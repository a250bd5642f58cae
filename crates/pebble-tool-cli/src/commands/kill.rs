//! `pebble kill`.

use anyhow::{anyhow, Result};
use clap::Args;
use pebble_tool_core::{EmulatorSupervisor, Platform, SdkManager};

#[derive(Args, Debug)]
pub struct KillArgs {
    /// SIGKILL instead of SIGTERM
    #[arg(long)]
    force: bool,

    /// Only kill emulators for this platform
    #[arg(long, value_name = "PLATFORM")]
    emulator: Option<String>,

    /// Only kill the emulator running this SDK version
    #[arg(long, value_name = "VERSION", requires = "emulator")]
    sdk: Option<String>,
}

pub fn run(args: KillArgs) -> Result<()> {
    let platform = match &args.emulator {
        Some(name) => Some(
            Platform::from_str(name)
                .ok_or_else(|| anyhow!("Unknown emulator platform '{}'.", name))?,
        ),
        None => None,
    };

    let mut supervisor = EmulatorSupervisor::new(SdkManager::new()?);
    let killed = supervisor.kill(platform, args.sdk.as_deref(), args.force)?;
    if killed == 0 {
        println!("No running emulators.");
    } else {
        println!("Killed {} emulator(s).", killed);
    }
    Ok(())
}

::::::::::

Exercise prompt: Find where the line with "#[arg(long)]" sits in the material above, then copy exactly from it through the line with "pub fn run(args: KillArgs)". Add no other line.

Answer to the exercise:
    #[arg(long)]
    force: bool,

    /// Only kill emulators for this platform
    #[arg(long, value_name = "PLATFORM")]
    emulator: Option<String>,

    /// Only kill the emulator running this SDK version
    #[arg(long, value_name = "VERSION", requires = "emulator")]
    sdk: Option<String>,
}

pub fn run(args: KillArgs) -> Result<()> {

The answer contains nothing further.